Константин Константинович сошел к Его Сиятельству, имея в душе некоторую оторопелость. По лицу шкипера скользнула хитренькая усмешка Билли Бонса, довольного эффектом, как бы зачеркнувшим скепсис, ясно читавшийся полчаса назад в глазах забредшего не ко времени «судоводителя». Боцман, успевший убрать с палубы мусор, бросавшийся в глаза, а теперь кайлавший раскиданные снасти, хихикнул, вытянулся и отдал честь. Шкипер показал «дракону» кулак, чем привел его в полный восторг, выкинул башмак из ствола медной пушчонки и, шагнув к Константину Константиновичу, сухо сказал, указав на дверь кормовой каюты:
– Прошу ко мне.
Обстановка помещения была по-спартански неприхотлива. Две койки справа и слева, стол, накрытый узорчатой и потертой скатертью, взятой наверняка из киношного реквизита, три кресла – тоже изъяты оттуда, по обеим сторонам двери шкафы, покрытые моренкой и с намеком на резьбу. На столе – графин с водой, кружки и лоция Черного моря. Над окнами – медная трубка с кольцами для шторы, которую заменяли теперь два байковых одеяла, сдвинутых к бортам. Каюту заливал ровный сумрачный свет.
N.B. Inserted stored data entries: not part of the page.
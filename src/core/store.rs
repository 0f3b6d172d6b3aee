//! Store abstraction handed to the HTTP layer.
//!
//! The store is built once at startup and shared through the router state, so handlers
//! never reach for a global connection and tests can swap in another implementation.

use crate::{
    core::{subscription, summary},
    errors::Result,
    models::{Subscription, SubscriptionInput, SummaryFilter},
};
use async_trait::async_trait;
use sea_orm::DatabaseConnection;

/// Subscription persistence and summary operations.
#[async_trait]
pub trait SubscriptionStore: Send + Sync {
    /// Stores a new subscription and returns it with its generated id
    async fn create(&self, input: SubscriptionInput) -> Result<Subscription>;

    /// Fetches one subscription, failing with `SubscriptionNotFound` if absent
    async fn get(&self, id: &str) -> Result<Subscription>;

    /// All subscriptions of a user, possibly empty
    async fn list(&self, user_id: &str) -> Result<Vec<Subscription>>;

    /// Overwrites the mutable fields of an existing subscription
    async fn update(&self, subscription: Subscription) -> Result<Subscription>;

    /// Removes a subscription; unknown ids are not an error
    async fn delete(&self, id: &str) -> Result<()>;

    /// Sum of prices of subscriptions active within the filter's range
    async fn sum(&self, filter: &SummaryFilter) -> Result<i64>;
}

/// `SeaORM`-backed store.
#[derive(Debug)]
pub struct DatabaseStore {
    db: DatabaseConnection,
}

impl DatabaseStore {
    #[must_use]
    pub const fn new(db: DatabaseConnection) -> Self {
        Self { db }
    }
}

#[async_trait]
impl SubscriptionStore for DatabaseStore {
    async fn create(&self, input: SubscriptionInput) -> Result<Subscription> {
        subscription::create_subscription(&self.db, input).await
    }

    async fn get(&self, id: &str) -> Result<Subscription> {
        subscription::get_subscription(&self.db, id).await
    }

    async fn list(&self, user_id: &str) -> Result<Vec<Subscription>> {
        subscription::list_subscriptions(&self.db, user_id).await
    }

    async fn update(&self, subscription: Subscription) -> Result<Subscription> {
        subscription::update_subscription(&self.db, subscription).await
    }

    async fn delete(&self, id: &str) -> Result<()> {
        subscription::delete_subscription(&self.db, id).await
    }

    async fn sum(&self, filter: &SummaryFilter) -> Result<i64> {
        summary::sum_subscription_prices(&self.db, filter).await
    }
}

#[cfg(test)]
mod tests {
    use super::*;
    use crate::{errors::Error, test_utils::setup_test_db};
    use sea_orm::{DatabaseBackend, MockDatabase};
    use std::sync::Arc;

    #[tokio::test]
    async fn test_database_store_over_mock_connection() {
        // No results are queued, so only validation can answer
        let db = MockDatabase::new(DatabaseBackend::Sqlite).into_connection();
        let store: Arc<dyn SubscriptionStore> = Arc::new(DatabaseStore::new(db));

        let result = store
            .sum(&SummaryFilter::new("13-2024", "12-2024"))
            .await;
        assert!(matches!(result, Err(Error::InvalidMonth { .. })));
    }

    #[tokio::test]
    async fn test_database_store_round_trip_through_trait_object() -> Result<()> {
        let store: Arc<dyn SubscriptionStore> = Arc::new(DatabaseStore::new(setup_test_db().await?));

        let created = store
            .create(SubscriptionInput {
                service_name: "Netflix".to_string(),
                price: 1299,
                user_id: "user-1".to_string(),
                start_date: "01-2024".to_string(),
                end_date: None,
            })
            .await?;

        assert_eq!(store.get(&created.id).await?, created);
        assert_eq!(store.list("user-1").await?, vec![created.clone()]);
        assert_eq!(
            store.sum(&SummaryFilter::new("01-2024", "12-2024")).await?,
            1299
        );

        store.delete(&created.id).await?;
        assert!(store.list("user-1").await?.is_empty());

        Ok(())
    }
}
/// Database connection and schema bootstrap
pub mod database;

/// Server and database settings from config.toml and the environment
pub mod settings;

pub use settings::{AppConfig, load_app_config};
Шкипер указал Константину Константиновичу на кресло и посторонился, пропуская молодую женщину с чайником и корзиной, в которой лежали сахарница, маслёнка, ложечки и ломтики батона с дольками аппетитной ветчины. Они вывалились из промасленной бумаги, потому что женщина, кем бы она ни была, швырнула корзину на стол, брякнула чайник и тут же вышла, не удостоив взглядом.
Константин Константинович ни о чем не спрашивал и не ждал объяснений: чужая жизнь – потемки.
– Варвара нынче не в духе… – буркнул шкипер.